*** Begin section ***

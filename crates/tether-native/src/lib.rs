//! The Tether native module.
//!
//! Built as a `cdylib` and loaded by `tether-binding` at runtime. The exported
//! surface is fixed and versioned through `tether-abi`:
//!
//! | Symbol                   | Purpose                                   |
//! |--------------------------|-------------------------------------------|
//! | `tether_module_manifest` | Static self-description of every export   |
//! | `tether_module_init`     | One-time init, rejects foreign ABI revs   |
//! | `tether_hello`           | Placeholder operation returning text      |
//! | `tether_buffer_free`     | Releases buffers this module allocated    |
//!
//! Every entry point is reentrant and catches panics so that unwinding never
//! crosses the C boundary.

#![allow(unsafe_code)]
#![deny(clippy::all)]
#![warn(unreachable_pub)]
#![deny(clippy::unwrap_used)]
#![cfg_attr(test, allow(clippy::unwrap_used))]

mod error;
pub mod exports;
pub mod ops;

pub use error::{NativeError, NativeResult};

*** End section ***

## [DIRECTIONS]
Write out again, exactly, the line containing "#![deny(clippy::unwrap_used)]" and every later line of the records. Omit the rest.

## [RESULT OF THE EXERCISE]
#![deny(clippy::unwrap_used)]
#![cfg_attr(test, allow(clippy::unwrap_used))]

mod error;
pub mod exports;
pub mod ops;

pub use error::{NativeError, NativeResult};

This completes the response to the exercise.